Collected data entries
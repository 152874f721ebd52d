// ABOUTME: Core library for eventkit, containing the Event record and the in-memory EventLog.
// ABOUTME: The log is append-only, single-threaded, and assigns monotonic ids starting at 1.

pub mod event;
pub mod log;

pub use event::{Event, EventData, TIMESTAMP_FORMAT, format_timestamp};
pub use log::{EventLog, LogError, SEPARATOR_WIDTH};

* _TASK BRIEF_: After reading the lines above, reproduce them all exactly.

* _RESPONSE_:
repository 152874f721ebd52d
// ABOUTME: Core library for eventkit, containing the Event record and the in-memory EventLog.
// ABOUTME: The log is append-only, single-threaded, and assigns monotonic ids starting at 1.

pub mod event;
pub mod log;

pub use event::{Event, EventData, TIMESTAMP_FORMAT, format_timestamp};
pub use log::{EventLog, LogError, SEPARATOR_WIDTH};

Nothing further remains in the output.